I was born during the era of Britney Spears, Backstreet Boys, 98o, and my all time favorite, *NSYNC. I am a proud *NSYNC fan (I have all their albums- including their Greatest Hits album. I’m just saying.).
For some reason, the music of the 90’s is what stuck to me the most. Whenever I would hear songs from this decade, I think not of the repetitive melodies and the ridiculously cheesy lines (including “I don’t know what he does to make you cry, but I’ll be there to make you smile” and “When I look into your eyes I know that it’s true. God must’ve spent a little more time on you,”). Instead, I recall that Christmas when we had to dance to Backstreet Boys in front of my whole family (getting P20 in exchange), that time when my cousins and I would sing along whenever Britney Spears’ new single would play on MTV, and that time when I would talk to my parents out loud whenever Eminem’s songs would play in the car, just to mask out all the cuss words in his songs.
I remember my childhood and the good (well, sometimes the bad) experiences linked to these songs. And honestly, nothing gives me the same kind of feeling. Listening to these kinds of music brings back nothing but good vibes.

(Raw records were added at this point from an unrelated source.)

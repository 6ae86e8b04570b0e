//! Seven-segment glyph geometry.
//!
//! Digits are built from chamfered hexagons laid out on a fixed grid; the colon
//! is a pair of diamonds. All coordinates are in view pixels with `y` pointing
//! down.

use crate::{
    clock::source::{Digit, HhMm},
    foundation::core::{BezPath, Point, Vec2},
};

/// Length of one segment along its long axis.
pub const SEGMENT_LENGTH: f64 = 45.0;
/// Thickness of one segment.
pub const SEGMENT_WIDTH: f64 = 13.0;
/// Length of the chamfer cut at each segment end.
pub const CHAMFER: f64 = 8.0;
/// Gap between neighbouring digits.
pub const DIGIT_SPACING: f64 = 5.0;
/// Edge of one colon diamond.
pub const COLON_SIZE: f64 = 10.0;

/// Offset of a segment's long edge from the digit's outer edge.
///
/// Whole pixels only: half of [`SEGMENT_WIDTH`], rounded down.
const INSET: f64 = 6.0;

/// Horizontal distance between the left edges of consecutive digits.
pub const DIGIT_PITCH: f64 = SEGMENT_LENGTH * 2.0 + DIGIT_SPACING;

/// The seven canonical strokes, in activation-table column order.
#[derive(Clone, Copy, Debug, PartialEq, Eq, Hash)]
pub enum Segment {
    Top,
    UpperRight,
    LowerRight,
    Bottom,
    LowerLeft,
    UpperLeft,
    Middle,
}

impl Segment {
    pub const ALL: [Self; 7] = [
        Self::Top,
        Self::UpperRight,
        Self::LowerRight,
        Self::Bottom,
        Self::LowerLeft,
        Self::UpperLeft,
        Self::Middle,
    ];

    pub fn is_horizontal(self) -> bool {
        matches!(self, Self::Top | Self::Middle | Self::Bottom)
    }

    /// Anchor of this segment's outline relative to the digit's top-left corner.
    fn anchor(self) -> Vec2 {
        let l = SEGMENT_LENGTH;
        match self {
            Self::Top => Vec2::new(INSET, 0.0),
            Self::UpperRight => Vec2::new(l, INSET),
            Self::LowerRight => Vec2::new(l, l + INSET),
            Self::Bottom => Vec2::new(INSET, 2.0 * l),
            Self::LowerLeft => Vec2::new(0.0, l + INSET),
            Self::UpperLeft => Vec2::new(0.0, INSET),
            Self::Middle => Vec2::new(INSET, l),
        }
    }
}

/// Lit segments per digit, columns in [`Segment::ALL`] order.
pub const DIGIT_SEGMENTS: [[bool; 7]; 10] = [
    [true, true, true, true, true, true, false],
    [false, true, true, false, false, false, false],
    [true, true, false, true, true, false, true],
    [true, true, true, true, false, false, true],
    [false, true, true, false, false, true, true],
    [true, false, true, true, false, true, true],
    [true, false, true, true, true, true, true],
    [true, true, true, false, false, false, false],
    [true, true, true, true, true, true, true],
    [true, true, true, true, false, true, true],
];

/// Closed outline filled with the segment color.
#[derive(Clone, Debug, PartialEq)]
pub struct Polygon {
    points: Vec<Point>,
}

impl Polygon {
    pub fn new(points: Vec<Point>) -> Self {
        Self { points }
    }

    pub fn points(&self) -> &[Point] {
        &self.points
    }

    pub fn translate(mut self, by: Vec2) -> Self {
        for p in &mut self.points {
            *p += by;
        }
        self
    }

    pub fn to_path(&self) -> BezPath {
        let mut path = BezPath::new();
        let mut points = self.points.iter();
        if let Some(&first) = points.next() {
            path.move_to(first);
            for &p in points {
                path.line_to(p);
            }
            path.close_path();
        }
        path
    }
}

/// Chamfered hexagon for a horizontal segment of length `l` anchored at `(x, y)`.
pub fn horizontal_segment(x: f64, y: f64, l: f64) -> Polygon {
    let (w, t) = (SEGMENT_WIDTH, CHAMFER);
    Polygon::new(vec![
        Point::new(x + t, y),
        Point::new(x + l - t, y),
        Point::new(x + l, y + w / 2.0),
        Point::new(x + l - t, y + w),
        Point::new(x + t, y + w),
        Point::new(x, y + w / 2.0),
    ])
}

/// Chamfered hexagon for a vertical segment of length `l` anchored at `(x, y)`.
pub fn vertical_segment(x: f64, y: f64, l: f64) -> Polygon {
    let (w, t) = (SEGMENT_WIDTH, CHAMFER);
    Polygon::new(vec![
        Point::new(x, y + t),
        Point::new(x, y + l - t),
        Point::new(x + w / 2.0, y + l),
        Point::new(x + w, y + l - t),
        Point::new(x + w, y + t),
        Point::new(x + w / 2.0, y),
    ])
}

/// Diamond of edge `size` whose bounding box starts at `(x, y)`.
pub fn rhombus(x: f64, y: f64, size: f64) -> Polygon {
    let h = size / 2.0;
    Polygon::new(vec![
        Point::new(x + h, y),
        Point::new(x + size, y + h),
        Point::new(x + h, y + size),
        Point::new(x, y + h),
    ])
}

/// Outlines of every lit segment of `digit`, relative to its top-left corner.
pub fn digit_glyph(digit: Digit) -> Vec<Polygon> {
    let lit = &DIGIT_SEGMENTS[usize::from(digit.get())];
    Segment::ALL
        .iter()
        .zip(lit)
        .filter(|&(_, &on)| on)
        .map(|(&seg, _)| {
            let a = seg.anchor();
            if seg.is_horizontal() {
                horizontal_segment(a.x, a.y, SEGMENT_LENGTH)
            } else {
                vertical_segment(a.x, a.y, SEGMENT_LENGTH)
            }
        })
        .collect()
}

/// Two stacked diamonds when visible, nothing otherwise.
pub fn colon_glyph(visible: bool) -> Vec<Polygon> {
    if !visible {
        return Vec::new();
    }
    vec![
        rhombus(0.0, 0.0, COLON_SIZE),
        rhombus(0.0, COLON_SIZE * 4.0, COLON_SIZE),
    ]
}

/// Offset of the colon glyph from the clock origin.
pub fn colon_offset() -> Vec2 {
    // Half a segment down, rounded to whole pixels.
    let y = (SEGMENT_LENGTH / 2.0).floor();
    Vec2::new(DIGIT_PITCH + SEGMENT_LENGTH + DIGIT_SPACING * 5.0, y)
}

/// Every polygon of the clock face, positioned with its top-left at `origin`.
///
/// Digits run left to right at [`DIGIT_PITCH`]; the colon sits after the
/// second digit.
pub fn clock_frame(time: HhMm, colon_visible: bool, origin: Point) -> Vec<Polygon> {
    let base = origin.to_vec2();
    let mut out = Vec::with_capacity(4 * 7 + 2);
    for (i, digit) in time.digits().into_iter().enumerate() {
        let at = base + Vec2::new(i as f64 * DIGIT_PITCH, 0.0);
        out.extend(digit_glyph(digit).into_iter().map(|p| p.translate(at)));
        if i == 1 {
            let at = base + colon_offset();
            out.extend(colon_glyph(colon_visible).into_iter().map(|p| p.translate(at)));
        }
    }
    out
}

/// Colon visibility, flipped once per second.
#[derive(Clone, Copy, Debug, PartialEq, Eq)]
pub struct ClockState {
    pub colon_visible: bool,
}

impl Default for ClockState {
    fn default() -> Self {
        Self {
            colon_visible: true,
        }
    }
}

impl ClockState {
    /// Flip the colon and return its new visibility.
    pub fn toggle(&mut self) -> bool {
        self.colon_visible = !self.colon_visible;
        self.colon_visible
    }
}
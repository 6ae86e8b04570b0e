use crate::foundation::core::Rgba8;

const NAMED: &[(&str, Rgba8)] = &[
    ("transparent", Rgba8::TRANSPARENT),
    ("black", Rgba8::BLACK),
    ("white", Rgba8::WHITE),
    ("red", Rgba8::opaque(255, 0, 0)),
    ("green", Rgba8::opaque(0, 128, 0)),
    ("blue", Rgba8::opaque(0, 0, 255)),
    ("yellow", Rgba8::opaque(255, 255, 0)),
    ("cyan", Rgba8::opaque(0, 255, 255)),
    ("magenta", Rgba8::opaque(255, 0, 255)),
    ("gray", Rgba8::opaque(128, 128, 128)),
    ("orange", Rgba8::opaque(255, 165, 0)),
];

/// Parse a layer color.
///
/// Hex forms put alpha first: `#RGB`, `#ARGB`, `#RRGGBB`, `#AARRGGBB`.
/// A small set of named colors is accepted as well.
pub fn parse_color(s: &str) -> Result<Rgba8, String> {
    let s = s.trim();
    if s.is_empty() {
        return Err("color must be non-empty".to_owned());
    }

    if let Some(hex) = s.strip_prefix('#') {
        return parse_hex(hex);
    }

    NAMED
        .iter()
        .find(|(name, _)| name.eq_ignore_ascii_case(s))
        .map(|&(_, c)| c)
        .ok_or_else(|| format!("unknown color \"{s}\""))
}

fn parse_hex(s: &str) -> Result<Rgba8, String> {
    if !s.bytes().all(|b| b.is_ascii_hexdigit()) {
        return Err(format!("invalid hex color \"#{s}\""));
    }

    fn hex_byte(pair: &str) -> Result<u8, String> {
        u8::from_str_radix(pair, 16).map_err(|_| format!("invalid hex byte \"{pair}\""))
    }

    fn hex_nibble(c: &str) -> Result<u8, String> {
        let v = hex_byte(c)?;
        Ok(v * 17)
    }

    match s.len() {
        3 => Ok(Rgba8::opaque(
            hex_nibble(&s[0..1])?,
            hex_nibble(&s[1..2])?,
            hex_nibble(&s[2..3])?,
        )),
        4 => Ok(Rgba8::new(
            hex_nibble(&s[1..2])?,
            hex_nibble(&s[2..3])?,
            hex_nibble(&s[3..4])?,
            hex_nibble(&s[0..1])?,
        )),
        6 => Ok(Rgba8::opaque(
            hex_byte(&s[0..2])?,
            hex_byte(&s[2..4])?,
            hex_byte(&s[4..6])?,
        )),
        8 => Ok(Rgba8::new(
            hex_byte(&s[2..4])?,
            hex_byte(&s[4..6])?,
            hex_byte(&s[6..8])?,
            hex_byte(&s[0..2])?,
        )),
        _ => Err("hex color must be #RGB, #ARGB, #RRGGBB or #AARRGGBB".to_owned()),
    }
}
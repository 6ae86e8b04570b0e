pub use kurbo::{Affine, BezPath, Point, Vec2};

/// Size of the view the compositor paints into, in device-independent pixels.
#[derive(Clone, Copy, Debug, PartialEq, serde::Serialize, serde::Deserialize)]
pub struct Viewport {
    pub width: f64,
    pub height: f64,
}

impl Viewport {
    pub fn new(width: f64, height: f64) -> Self {
        Self { width, height }
    }
}

/// Straight (non-premultiplied) RGBA8 color as authored in frame records.
#[derive(Clone, Copy, Debug, PartialEq, Eq, Hash, serde::Serialize, serde::Deserialize)]
pub struct Rgba8 {
    pub r: u8,
    pub g: u8,
    pub b: u8,
    pub a: u8,
}

impl Rgba8 {
    pub const TRANSPARENT: Self = Self::new(0, 0, 0, 0);
    pub const BLACK: Self = Self::new(0, 0, 0, 255);
    pub const WHITE: Self = Self::new(255, 255, 255, 255);

    pub const fn new(r: u8, g: u8, b: u8, a: u8) -> Self {
        Self { r, g, b, a }
    }

    pub const fn opaque(r: u8, g: u8, b: u8) -> Self {
        Self::new(r, g, b, 255)
    }
}

/// Interior test used when filling a layer's path.
#[derive(Clone, Copy, Debug, Default, PartialEq, Eq, Hash, serde::Serialize, serde::Deserialize)]
pub enum FillRule {
    /// `F0`, also the default when a geometry string names no rule.
    #[default]
    EvenOdd,
    /// `F1`.
    NonZero,
}
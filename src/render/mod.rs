pub(crate) mod compositor;
pub(crate) mod cpu;
pub(crate) mod surface;
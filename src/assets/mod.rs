pub(crate) mod color;
pub(crate) mod geometry;
pub(crate) mod library;
pub(crate) mod records;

Interestingly, it looks like several researchers feel the same way about their own generation’s music. Eschrich, S., Munte,T., Altenmuller,E. investigated on the effects of felt emotion and arousal induced by music on memory performance. Emotion was measured by the participants’ ratings of the music’s valence, while arousal was measured based on the participants’ excitation levels upon listening to the music. The researchers were able to carry out their study using two conditions: an “emotion group” was asked to rate the music’s valence, intensity and arousal as it is being played (systematic processing), and a “time-estimation group” was asked to measure the length of the music being played (superficial processing). Upon being segregated randomly between the two conditions and actually undergoing their designated treatments, they were asked to rate the stimuli’s arousal, valence and emotional intensity. Two days after undergoing their corresponding treatments, the participants were tested on their ability to recognize the songs previously presented to them (Eschrich, S., Munte,T., Altenmuller,E., 2008).
Their results show that their hypothesis regarding the effect of felt emotions does hold true. Music rated to be more positive was found to be positively related to their recognition ability (Eschrich, S., Munte,T., Altenmuller,E., 2008). Although they were able to relate the effect of emotions, they were not able to find significant results as to the effect of arousal on memory performance. Thus, their hypothesis that stimuli rated to have high arousal effects on the participants would be remembered better does not hold true (Eschrich, S., Munte,T., Altenmuller,E., 2008).
The researchers predicted that the participants part of the “emotion group” would perform better at memory performance, being that they were subjected to deep and systematic processing, yet their results show that there is no significant different between the performance of the two groups. Such results are surprising, according to the researchers, yet they attribute such findings to their experimental conditions (Eschrich, S., Munte,T., Altenmuller,E., 2008).
The researchers didn’t explicitly mention a particular cause to their findings. Based on the past topics discussed in class, I would say that melody schema would have played a role in the recognition of the tunes. Although it doesn’t directly explain the relationship between emotions and recognition, it would be possible that this would be partly responsible for recognition. The participants could have compared the music to their already stored schema and identified correctly based on this.
I could always rely on music to take me back to happier times. If you ask for my own explanation to their findings, I would simply say: People want and tend to remember things that remind them of instances that make them feel good.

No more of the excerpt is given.